Instructions for the task => Can the data below be set down again exactly, line for line?

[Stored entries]
.....

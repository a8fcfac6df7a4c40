//! Stage orchestration: lex → parse → lower → generate → emit.
//!
//! Every stage appends to the same [`Diagnostics`]. The pipeline checks it
//! after lexing, parsing and code generation and stops at the first stage
//! that reported an error.

#[cfg(feature = "llvm")]
use std::path::Path;

use tracing::{debug, warn};

use crate::ast::{self, Ast};
use crate::diagnostics::Diagnostics;
use crate::error::{CompileError, Stage};
use crate::lexer::{self, Token};
use crate::parser::{self, ExpressionTree};

#[cfg(feature = "llvm")]
use crate::{
    codegen::{host_triple, CodeGenerator},
    config::{CompilerConfig, LINKER_ENV},
    link,
};
#[cfg(feature = "llvm")]
use inkwell::{context::Context, targets::TargetTriple};
#[cfg(feature = "llvm")]
use tracing::info;

/// What the driver writes once the module verifies.
#[derive(Debug, Clone, Copy, PartialEq, Eq, clap::ValueEnum)]
pub enum Emit {
    /// Textual LLVM IR
    Ir,
    /// LLVM bitcode
    Bc,
    /// Native object file
    Obj,
    /// Linked executable
    Exe,
}

impl Emit {
    /// File extension for a default output path.
    pub fn extension(self) -> &'static str {
        match self {
            Emit::Ir => "ll",
            Emit::Bc => "bc",
            Emit::Obj => "o",
            Emit::Exe => std::env::consts::EXE_EXTENSION,
        }
    }
}

fn checkpoint(stage: Stage, diagnostics: &Diagnostics) -> Result<(), CompileError> {
    let errors = diagnostics.error_count();
    if errors > 0 {
        warn!(stage = %stage, errors, "stopping after failed stage");
        return Err(CompileError::Diagnostics { stage, errors });
    }
    debug!(stage = %stage, diagnostics = diagnostics.len(), "stage finished");
    Ok(())
}

pub fn lex<S: AsRef<str>>(lines: &[S], diagnostics: &mut Diagnostics) -> Result<Vec<Token>, CompileError> {
    let tokens = lexer::tokenize(lines, diagnostics);
    checkpoint(Stage::Lex, diagnostics)?;
    Ok(tokens)
}

pub fn parse(tokens: Vec<Token>, diagnostics: &mut Diagnostics) -> Result<ExpressionTree, CompileError> {
    let tree = parser::parse(tokens, diagnostics);
    checkpoint(Stage::Parse, diagnostics)?;
    Ok(tree)
}

/// Lowering cannot fail on a tree that parsed without errors.
pub fn lower(tree: &ExpressionTree) -> Ast {
    ast::build(tree)
}

/// Source lines to AST.
pub fn front_end<S: AsRef<str>>(lines: &[S], diagnostics: &mut Diagnostics) -> Result<Ast, CompileError> {
    let tokens = lex(lines, diagnostics)?;
    let tree = parse(tokens, diagnostics)?;
    Ok(lower(&tree))
}

/// Generate and verify the module for `ast`. Verification is skipped when
/// code generation reported errors.
#[cfg(feature = "llvm")]
pub fn generate<'ctx, 'd>(
    context: &'ctx Context,
    module_name: &str,
    ast: &Ast,
    diagnostics: &'d mut Diagnostics,
) -> Result<CodeGenerator<'ctx, 'd>, CompileError> {
    let mut generator = CodeGenerator::new(context, module_name, diagnostics)?;
    generator.generate(&ast.program)?;
    checkpoint(Stage::Codegen, generator.diagnostics())?;
    generator.verify()?;
    Ok(generator)
}

/// Whole pipeline up to textual IR.
#[cfg(feature = "llvm")]
pub fn compile_to_ir<S: AsRef<str>>(lines: &[S], diagnostics: &mut Diagnostics) -> Result<String, CompileError> {
    let ast = front_end(lines, diagnostics)?;
    let context = Context::create();
    let generator = generate(&context, "main", &ast, diagnostics)?;
    Ok(generator.print_ir())
}

#[cfg(feature = "llvm")]
fn target_triple(config: &CompilerConfig) -> TargetTriple {
    config
        .target()
        .map(TargetTriple::create)
        .unwrap_or_else(host_triple)
}

/// Write the verified module to `output` in the requested form. An
/// executable goes through an object file next to it.
#[cfg(feature = "llvm")]
pub fn emit(
    generator: &CodeGenerator<'_, '_>,
    kind: Emit,
    output: &Path,
    config: &CompilerConfig,
) -> Result<(), CompileError> {
    match kind {
        Emit::Ir => generator.write_ir(output)?,
        Emit::Bc => generator.write_bitcode(output)?,
        Emit::Obj => generator.write_object(&target_triple(config), output)?,
        Emit::Exe => {
            let linker = config.linker().ok_or_else(|| {
                CompileError::Link(format!("no linker found; set {LINKER_ENV} or pass --linker"))
            })?;
            let obj = output.with_extension("o");
            generator.write_object(&target_triple(config), &obj)?;
            link::link_exe(linker, &obj, output).map_err(|err| CompileError::Link(format!("{err:#}")))?;
        }
    }
    info!(emit = ?kind, path = %output.display(), "wrote output");
    Ok(())
}

#[cfg(test)]
mod tests {
    use super::*;

    #[test]
    fn lexer_errors_stop_before_parsing() {
        let mut diagnostics = Diagnostics::new();
        let err = front_end(&["int x; #", "void main(void) { }"], &mut diagnostics).unwrap_err();
        assert!(matches!(err, CompileError::Diagnostics { stage: Stage::Lex, errors: 1 }));
        assert_eq!(diagnostics.len(), 1);
    }

    #[test]
    fn parse_errors_stop_before_lowering() {
        let mut diagnostics = Diagnostics::new();
        let err = front_end(&["void main(void) { output(1) }"], &mut diagnostics).unwrap_err();
        assert!(matches!(err, CompileError::Diagnostics { stage: Stage::Parse, .. }));
        assert_eq!(err.exit_code(), 1);
    }

    #[test]
    fn clean_source_reaches_the_ast() {
        let mut diagnostics = Diagnostics::new();
        let ast = front_end(&["int x;", "void main(void) { x = 1; }"], &mut diagnostics).unwrap();
        assert!(diagnostics.is_empty());
        assert_eq!(ast.program.declarations.len(), 2);
    }

    #[test]
    fn default_extensions() {
        assert_eq!(Emit::Ir.extension(), "ll");
        assert_eq!(Emit::Obj.extension(), "o");
    }

    #[cfg(feature = "llvm")]
    #[test]
    fn semantic_errors_skip_verification() {
        let mut diagnostics = Diagnostics::new();
        let err = compile_to_ir(&["void f(void) { }"], &mut diagnostics).unwrap_err();
        assert!(matches!(err, CompileError::Diagnostics { stage: Stage::Codegen, errors: 1 }));
    }

    #[cfg(feature = "llvm")]
    #[test]
    fn warnings_do_not_stop_the_pipeline() {
        let mut diagnostics = Diagnostics::new();
        let ir = compile_to_ir(&["int f(void) { }", "void main(void) { output(f()); }"], &mut diagnostics).unwrap();
        assert_eq!(diagnostics.len(), 1);
        assert!(ir.contains("define i32 @f()"), "{ir}");
    }
}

.....

Task solution =>
repository a8fcfac6df7a4c40
//! Stage orchestration: lex → parse → lower → generate → emit.
//!
//! Every stage appends to the same [`Diagnostics`]. The pipeline checks it
//! after lexing, parsing and code generation and stops at the first stage
//! that reported an error.

#[cfg(feature = "llvm")]
use std::path::Path;

use tracing::{debug, warn};

use crate::ast::{self, Ast};
use crate::diagnostics::Diagnostics;
use crate::error::{CompileError, Stage};
use crate::lexer::{self, Token};
use crate::parser::{self, ExpressionTree};

#[cfg(feature = "llvm")]
use crate::{
    codegen::{host_triple, CodeGenerator},
    config::{CompilerConfig, LINKER_ENV},
    link,
};
#[cfg(feature = "llvm")]
use inkwell::{context::Context, targets::TargetTriple};
#[cfg(feature = "llvm")]
use tracing::info;

/// What the driver writes once the module verifies.
#[derive(Debug, Clone, Copy, PartialEq, Eq, clap::ValueEnum)]
pub enum Emit {
    /// Textual LLVM IR
    Ir,
    /// LLVM bitcode
    Bc,
    /// Native object file
    Obj,
    /// Linked executable
    Exe,
}

impl Emit {
    /// File extension for a default output path.
    pub fn extension(self) -> &'static str {
        match self {
            Emit::Ir => "ll",
            Emit::Bc => "bc",
            Emit::Obj => "o",
            Emit::Exe => std::env::consts::EXE_EXTENSION,
        }
    }
}

fn checkpoint(stage: Stage, diagnostics: &Diagnostics) -> Result<(), CompileError> {
    let errors = diagnostics.error_count();
    if errors > 0 {
        warn!(stage = %stage, errors, "stopping after failed stage");
        return Err(CompileError::Diagnostics { stage, errors });
    }
    debug!(stage = %stage, diagnostics = diagnostics.len(), "stage finished");
    Ok(())
}

pub fn lex<S: AsRef<str>>(lines: &[S], diagnostics: &mut Diagnostics) -> Result<Vec<Token>, CompileError> {
    let tokens = lexer::tokenize(lines, diagnostics);
    checkpoint(Stage::Lex, diagnostics)?;
    Ok(tokens)
}

pub fn parse(tokens: Vec<Token>, diagnostics: &mut Diagnostics) -> Result<ExpressionTree, CompileError> {
    let tree = parser::parse(tokens, diagnostics);
    checkpoint(Stage::Parse, diagnostics)?;
    Ok(tree)
}

/// Lowering cannot fail on a tree that parsed without errors.
pub fn lower(tree: &ExpressionTree) -> Ast {
    ast::build(tree)
}

/// Source lines to AST.
pub fn front_end<S: AsRef<str>>(lines: &[S], diagnostics: &mut Diagnostics) -> Result<Ast, CompileError> {
    let tokens = lex(lines, diagnostics)?;
    let tree = parse(tokens, diagnostics)?;
    Ok(lower(&tree))
}

/// Generate and verify the module for `ast`. Verification is skipped when
/// code generation reported errors.
#[cfg(feature = "llvm")]
pub fn generate<'ctx, 'd>(
    context: &'ctx Context,
    module_name: &str,
    ast: &Ast,
    diagnostics: &'d mut Diagnostics,
) -> Result<CodeGenerator<'ctx, 'd>, CompileError> {
    let mut generator = CodeGenerator::new(context, module_name, diagnostics)?;
    generator.generate(&ast.program)?;
    checkpoint(Stage::Codegen, generator.diagnostics())?;
    generator.verify()?;
    Ok(generator)
}

/// Whole pipeline up to textual IR.
#[cfg(feature = "llvm")]
pub fn compile_to_ir<S: AsRef<str>>(lines: &[S], diagnostics: &mut Diagnostics) -> Result<String, CompileError> {
    let ast = front_end(lines, diagnostics)?;
    let context = Context::create();
    let generator = generate(&context, "main", &ast, diagnostics)?;
    Ok(generator.print_ir())
}

#[cfg(feature = "llvm")]
fn target_triple(config: &CompilerConfig) -> TargetTriple {
    config
        .target()
        .map(TargetTriple::create)
        .unwrap_or_else(host_triple)
}

/// Write the verified module to `output` in the requested form. An
/// executable goes through an object file next to it.
#[cfg(feature = "llvm")]
pub fn emit(
    generator: &CodeGenerator<'_, '_>,
    kind: Emit,
    output: &Path,
    config: &CompilerConfig,
) -> Result<(), CompileError> {
    match kind {
        Emit::Ir => generator.write_ir(output)?,
        Emit::Bc => generator.write_bitcode(output)?,
        Emit::Obj => generator.write_object(&target_triple(config), output)?,
        Emit::Exe => {
            let linker = config.linker().ok_or_else(|| {
                CompileError::Link(format!("no linker found; set {LINKER_ENV} or pass --linker"))
            })?;
            let obj = output.with_extension("o");
            generator.write_object(&target_triple(config), &obj)?;
            link::link_exe(linker, &obj, output).map_err(|err| CompileError::Link(format!("{err:#}")))?;
        }
    }
    info!(emit = ?kind, path = %output.display(), "wrote output");
    Ok(())
}

#[cfg(test)]
mod tests {
    use super::*;

    #[test]
    fn lexer_errors_stop_before_parsing() {
        let mut diagnostics = Diagnostics::new();
        let err = front_end(&["int x; #", "void main(void) { }"], &mut diagnostics).unwrap_err();
        assert!(matches!(err, CompileError::Diagnostics { stage: Stage::Lex, errors: 1 }));
        assert_eq!(diagnostics.len(), 1);
    }

    #[test]
    fn parse_errors_stop_before_lowering() {
        let mut diagnostics = Diagnostics::new();
        let err = front_end(&["void main(void) { output(1) }"], &mut diagnostics).unwrap_err();
        assert!(matches!(err, CompileError::Diagnostics { stage: Stage::Parse, .. }));
        assert_eq!(err.exit_code(), 1);
    }

    #[test]
    fn clean_source_reaches_the_ast() {
        let mut diagnostics = Diagnostics::new();
        let ast = front_end(&["int x;", "void main(void) { x = 1; }"], &mut diagnostics).unwrap();
        assert!(diagnostics.is_empty());
        assert_eq!(ast.program.declarations.len(), 2);
    }

    #[test]
    fn default_extensions() {
        assert_eq!(Emit::Ir.extension(), "ll");
        assert_eq!(Emit::Obj.extension(), "o");
    }

    #[cfg(feature = "llvm")]
    #[test]
    fn semantic_errors_skip_verification() {
        let mut diagnostics = Diagnostics::new();
        let err = compile_to_ir(&["void f(void) { }"], &mut diagnostics).unwrap_err();
        assert!(matches!(err, CompileError::Diagnostics { stage: Stage::Codegen, errors: 1 }));
    }

    #[cfg(feature = "llvm")]
    #[test]
    fn warnings_do_not_stop_the_pipeline() {
        let mut diagnostics = Diagnostics::new();
        let ir = compile_to_ir(&["int f(void) { }", "void main(void) { output(f()); }"], &mut diagnostics).unwrap();
        assert_eq!(diagnostics.len(), 1);
        assert!(ir.contains("define i32 @f()"), "{ir}");
    }
}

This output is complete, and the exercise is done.